_Collected data entries_:
────────────────────

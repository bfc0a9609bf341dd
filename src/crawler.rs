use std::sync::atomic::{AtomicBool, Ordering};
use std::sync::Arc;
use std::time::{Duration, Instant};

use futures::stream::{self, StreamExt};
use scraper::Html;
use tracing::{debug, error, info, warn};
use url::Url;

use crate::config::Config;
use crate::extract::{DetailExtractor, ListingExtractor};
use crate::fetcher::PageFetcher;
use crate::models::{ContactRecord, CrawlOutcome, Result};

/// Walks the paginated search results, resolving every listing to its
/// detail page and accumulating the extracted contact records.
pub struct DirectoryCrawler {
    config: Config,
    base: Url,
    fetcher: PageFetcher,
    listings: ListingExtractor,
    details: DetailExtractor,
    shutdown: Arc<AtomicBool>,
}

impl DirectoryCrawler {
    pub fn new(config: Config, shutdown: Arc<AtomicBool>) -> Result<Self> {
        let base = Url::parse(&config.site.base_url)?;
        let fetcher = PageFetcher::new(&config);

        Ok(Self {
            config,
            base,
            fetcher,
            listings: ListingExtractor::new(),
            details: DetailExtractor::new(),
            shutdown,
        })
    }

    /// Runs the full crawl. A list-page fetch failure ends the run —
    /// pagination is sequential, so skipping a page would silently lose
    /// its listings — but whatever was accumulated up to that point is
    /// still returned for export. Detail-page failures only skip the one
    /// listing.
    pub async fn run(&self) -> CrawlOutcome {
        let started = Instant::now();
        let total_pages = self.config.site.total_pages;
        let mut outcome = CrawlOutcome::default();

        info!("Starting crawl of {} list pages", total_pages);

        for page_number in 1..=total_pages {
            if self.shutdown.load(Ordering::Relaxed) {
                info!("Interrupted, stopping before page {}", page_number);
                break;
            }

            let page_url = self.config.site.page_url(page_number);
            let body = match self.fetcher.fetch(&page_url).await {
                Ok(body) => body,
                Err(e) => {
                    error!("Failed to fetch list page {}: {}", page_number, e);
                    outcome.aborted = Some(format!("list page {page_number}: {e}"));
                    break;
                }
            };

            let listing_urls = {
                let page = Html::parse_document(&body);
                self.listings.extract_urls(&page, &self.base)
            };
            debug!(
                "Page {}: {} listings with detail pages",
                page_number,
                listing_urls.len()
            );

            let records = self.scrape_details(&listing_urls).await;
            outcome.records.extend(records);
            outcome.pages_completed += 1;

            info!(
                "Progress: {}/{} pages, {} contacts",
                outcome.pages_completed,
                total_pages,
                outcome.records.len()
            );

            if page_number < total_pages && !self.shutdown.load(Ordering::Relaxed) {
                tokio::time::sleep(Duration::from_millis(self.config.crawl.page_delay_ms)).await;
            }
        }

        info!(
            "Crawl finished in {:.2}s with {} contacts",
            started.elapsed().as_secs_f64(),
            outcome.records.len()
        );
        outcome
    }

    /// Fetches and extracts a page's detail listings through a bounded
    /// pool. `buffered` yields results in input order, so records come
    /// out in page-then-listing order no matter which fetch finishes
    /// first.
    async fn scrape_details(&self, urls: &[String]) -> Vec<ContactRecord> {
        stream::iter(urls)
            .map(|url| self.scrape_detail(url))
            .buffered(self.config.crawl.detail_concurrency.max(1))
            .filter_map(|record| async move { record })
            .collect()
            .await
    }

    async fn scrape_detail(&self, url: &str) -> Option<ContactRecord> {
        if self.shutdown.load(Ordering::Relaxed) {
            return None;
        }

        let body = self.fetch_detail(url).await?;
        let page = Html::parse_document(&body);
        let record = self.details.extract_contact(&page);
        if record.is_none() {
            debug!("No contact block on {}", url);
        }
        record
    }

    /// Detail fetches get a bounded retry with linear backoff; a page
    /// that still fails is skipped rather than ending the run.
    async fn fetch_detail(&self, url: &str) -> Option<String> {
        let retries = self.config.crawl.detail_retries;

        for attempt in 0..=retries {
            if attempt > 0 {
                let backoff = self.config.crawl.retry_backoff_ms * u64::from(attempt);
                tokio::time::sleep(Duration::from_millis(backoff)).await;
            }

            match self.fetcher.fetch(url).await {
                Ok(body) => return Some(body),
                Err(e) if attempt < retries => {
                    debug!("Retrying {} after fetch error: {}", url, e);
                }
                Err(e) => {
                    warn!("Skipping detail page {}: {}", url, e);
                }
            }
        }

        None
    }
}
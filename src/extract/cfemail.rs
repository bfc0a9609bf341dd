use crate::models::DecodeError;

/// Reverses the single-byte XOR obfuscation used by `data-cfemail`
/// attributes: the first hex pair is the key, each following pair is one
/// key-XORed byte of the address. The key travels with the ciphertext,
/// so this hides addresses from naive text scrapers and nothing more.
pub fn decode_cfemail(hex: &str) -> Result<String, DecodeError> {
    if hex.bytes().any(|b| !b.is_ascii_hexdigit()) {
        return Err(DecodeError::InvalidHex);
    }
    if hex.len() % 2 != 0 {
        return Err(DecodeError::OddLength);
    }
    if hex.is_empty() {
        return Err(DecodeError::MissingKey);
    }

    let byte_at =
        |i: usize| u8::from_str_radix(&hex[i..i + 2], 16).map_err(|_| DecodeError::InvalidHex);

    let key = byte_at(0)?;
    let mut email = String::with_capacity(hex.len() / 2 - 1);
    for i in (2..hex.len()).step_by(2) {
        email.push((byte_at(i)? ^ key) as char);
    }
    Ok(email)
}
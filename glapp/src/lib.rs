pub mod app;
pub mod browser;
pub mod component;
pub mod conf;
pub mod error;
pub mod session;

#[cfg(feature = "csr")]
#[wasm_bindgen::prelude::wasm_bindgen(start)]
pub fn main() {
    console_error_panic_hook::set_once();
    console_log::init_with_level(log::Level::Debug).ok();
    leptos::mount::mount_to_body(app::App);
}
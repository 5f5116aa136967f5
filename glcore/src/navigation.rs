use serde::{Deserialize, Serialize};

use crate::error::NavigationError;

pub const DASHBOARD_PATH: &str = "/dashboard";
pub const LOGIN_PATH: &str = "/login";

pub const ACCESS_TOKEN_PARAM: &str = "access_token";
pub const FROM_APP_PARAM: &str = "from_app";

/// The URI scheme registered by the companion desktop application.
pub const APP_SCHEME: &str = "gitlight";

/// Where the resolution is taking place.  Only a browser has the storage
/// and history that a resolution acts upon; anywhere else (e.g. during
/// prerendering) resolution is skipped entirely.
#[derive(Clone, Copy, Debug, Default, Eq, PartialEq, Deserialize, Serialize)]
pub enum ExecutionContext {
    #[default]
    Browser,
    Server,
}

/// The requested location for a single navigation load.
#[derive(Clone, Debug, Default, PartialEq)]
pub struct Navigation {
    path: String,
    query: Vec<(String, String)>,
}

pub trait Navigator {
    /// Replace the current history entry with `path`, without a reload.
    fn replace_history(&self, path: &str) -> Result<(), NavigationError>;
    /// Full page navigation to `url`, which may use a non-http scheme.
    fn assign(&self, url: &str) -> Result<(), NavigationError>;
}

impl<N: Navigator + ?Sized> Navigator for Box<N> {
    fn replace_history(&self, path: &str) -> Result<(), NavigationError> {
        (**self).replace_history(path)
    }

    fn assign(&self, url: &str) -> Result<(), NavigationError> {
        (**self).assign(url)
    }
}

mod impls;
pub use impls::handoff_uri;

────────────────────

_What the exercise asks_:
In full and without error, restate the data.

_The answer_:
repository bfc0a9609bf341dd
filename src/crawler.rs
use std::sync::atomic::{AtomicBool, Ordering};
use std::sync::Arc;
use std::time::{Duration, Instant};

use futures::stream::{self, StreamExt};
use scraper::Html;
use tracing::{debug, error, info, warn};
use url::Url;

use crate::config::Config;
use crate::extract::{DetailExtractor, ListingExtractor};
use crate::fetcher::PageFetcher;
use crate::models::{ContactRecord, CrawlOutcome, Result};

/// Walks the paginated search results, resolving every listing to its
/// detail page and accumulating the extracted contact records.
pub struct DirectoryCrawler {
    config: Config,
    base: Url,
    fetcher: PageFetcher,
    listings: ListingExtractor,
    details: DetailExtractor,
    shutdown: Arc<AtomicBool>,
}

impl DirectoryCrawler {
    pub fn new(config: Config, shutdown: Arc<AtomicBool>) -> Result<Self> {
        let base = Url::parse(&config.site.base_url)?;
        let fetcher = PageFetcher::new(&config);

        Ok(Self {
            config,
            base,
            fetcher,
            listings: ListingExtractor::new(),
            details: DetailExtractor::new(),
            shutdown,
        })
    }

    /// Runs the full crawl. A list-page fetch failure ends the run —
    /// pagination is sequential, so skipping a page would silently lose
    /// its listings — but whatever was accumulated up to that point is
    /// still returned for export. Detail-page failures only skip the one
    /// listing.
    pub async fn run(&self) -> CrawlOutcome {
        let started = Instant::now();
        let total_pages = self.config.site.total_pages;
        let mut outcome = CrawlOutcome::default();

        info!("Starting crawl of {} list pages", total_pages);

        for page_number in 1..=total_pages {
            if self.shutdown.load(Ordering::Relaxed) {
                info!("Interrupted, stopping before page {}", page_number);
                break;
            }

            let page_url = self.config.site.page_url(page_number);
            let body = match self.fetcher.fetch(&page_url).await {
                Ok(body) => body,
                Err(e) => {
                    error!("Failed to fetch list page {}: {}", page_number, e);
                    outcome.aborted = Some(format!("list page {page_number}: {e}"));
                    break;
                }
            };

            let listing_urls = {
                let page = Html::parse_document(&body);
                self.listings.extract_urls(&page, &self.base)
            };
            debug!(
                "Page {}: {} listings with detail pages",
                page_number,
                listing_urls.len()
            );

            let records = self.scrape_details(&listing_urls).await;
            outcome.records.extend(records);
            outcome.pages_completed += 1;

            info!(
                "Progress: {}/{} pages, {} contacts",
                outcome.pages_completed,
                total_pages,
                outcome.records.len()
            );

            if page_number < total_pages && !self.shutdown.load(Ordering::Relaxed) {
                tokio::time::sleep(Duration::from_millis(self.config.crawl.page_delay_ms)).await;
            }
        }

        info!(
            "Crawl finished in {:.2}s with {} contacts",
            started.elapsed().as_secs_f64(),
            outcome.records.len()
        );
        outcome
    }

    /// Fetches and extracts a page's detail listings through a bounded
    /// pool. `buffered` yields results in input order, so records come
    /// out in page-then-listing order no matter which fetch finishes
    /// first.
    async fn scrape_details(&self, urls: &[String]) -> Vec<ContactRecord> {
        stream::iter(urls)
            .map(|url| self.scrape_detail(url))
            .buffered(self.config.crawl.detail_concurrency.max(1))
            .filter_map(|record| async move { record })
            .collect()
            .await
    }

    async fn scrape_detail(&self, url: &str) -> Option<ContactRecord> {
        if self.shutdown.load(Ordering::Relaxed) {
            return None;
        }

        let body = self.fetch_detail(url).await?;
        let page = Html::parse_document(&body);
        let record = self.details.extract_contact(&page);
        if record.is_none() {
            debug!("No contact block on {}", url);
        }
        record
    }

    /// Detail fetches get a bounded retry with linear backoff; a page
    /// that still fails is skipped rather than ending the run.
    async fn fetch_detail(&self, url: &str) -> Option<String> {
        let retries = self.config.crawl.detail_retries;

        for attempt in 0..=retries {
            if attempt > 0 {
                let backoff = self.config.crawl.retry_backoff_ms * u64::from(attempt);
                tokio::time::sleep(Duration::from_millis(backoff)).await;
            }

            match self.fetcher.fetch(url).await {
                Ok(body) => return Some(body),
                Err(e) if attempt < retries => {
                    debug!("Retrying {} after fetch error: {}", url, e);
                }
                Err(e) => {
                    warn!("Skipping detail page {}: {}", url, e);
                }
            }
        }

        None
    }
}
filename src/extract/cfemail.rs
repository bfc0a9609bf341dd
use crate::models::DecodeError;

/// Reverses the single-byte XOR obfuscation used by `data-cfemail`
/// attributes: the first hex pair is the key, each following pair is one
/// key-XORed byte of the address. The key travels with the ciphertext,
/// so this hides addresses from naive text scrapers and nothing more.
pub fn decode_cfemail(hex: &str) -> Result<String, DecodeError> {
    if hex.bytes().any(|b| !b.is_ascii_hexdigit()) {
        return Err(DecodeError::InvalidHex);
    }
    if hex.len() % 2 != 0 {
        return Err(DecodeError::OddLength);
    }
    if hex.is_empty() {
        return Err(DecodeError::MissingKey);
    }

    let byte_at =
        |i: usize| u8::from_str_radix(&hex[i..i + 2], 16).map_err(|_| DecodeError::InvalidHex);

    let key = byte_at(0)?;
    let mut email = String::with_capacity(hex.len() / 2 - 1);
    for i in (2..hex.len()).step_by(2) {
        email.push((byte_at(i)? ^ key) as char);
    }
    Ok(email)
}
filename glapp/src/lib.rs
pub mod app;
pub mod browser;
pub mod component;
pub mod conf;
pub mod error;
pub mod session;

#[cfg(feature = "csr")]
#[wasm_bindgen::prelude::wasm_bindgen(start)]
pub fn main() {
    console_error_panic_hook::set_once();
    console_log::init_with_level(log::Level::Debug).ok();
    leptos::mount::mount_to_body(app::App);
}
repository 5f5116aa136967f5
filename glcore/src/navigation.rs
use serde::{Deserialize, Serialize};

use crate::error::NavigationError;

pub const DASHBOARD_PATH: &str = "/dashboard";
pub const LOGIN_PATH: &str = "/login";

pub const ACCESS_TOKEN_PARAM: &str = "access_token";
pub const FROM_APP_PARAM: &str = "from_app";

/// The URI scheme registered by the companion desktop application.
pub const APP_SCHEME: &str = "gitlight";

/// Where the resolution is taking place.  Only a browser has the storage
/// and history that a resolution acts upon; anywhere else (e.g. during
/// prerendering) resolution is skipped entirely.
#[derive(Clone, Copy, Debug, Default, Eq, PartialEq, Deserialize, Serialize)]
pub enum ExecutionContext {
    #[default]
    Browser,
    Server,
}

/// The requested location for a single navigation load.
#[derive(Clone, Debug, Default, PartialEq)]
pub struct Navigation {
    path: String,
    query: Vec<(String, String)>,
}

pub trait Navigator {
    /// Replace the current history entry with `path`, without a reload.
    fn replace_history(&self, path: &str) -> Result<(), NavigationError>;
    /// Full page navigation to `url`, which may use a non-http scheme.
    fn assign(&self, url: &str) -> Result<(), NavigationError>;
}

impl<N: Navigator + ?Sized> Navigator for Box<N> {
    fn replace_history(&self, path: &str) -> Result<(), NavigationError> {
        (**self).replace_history(path)
    }

    fn assign(&self, url: &str) -> Result<(), NavigationError> {
        (**self).assign(url)
    }
}

mod impls;
pub use impls::handoff_uri;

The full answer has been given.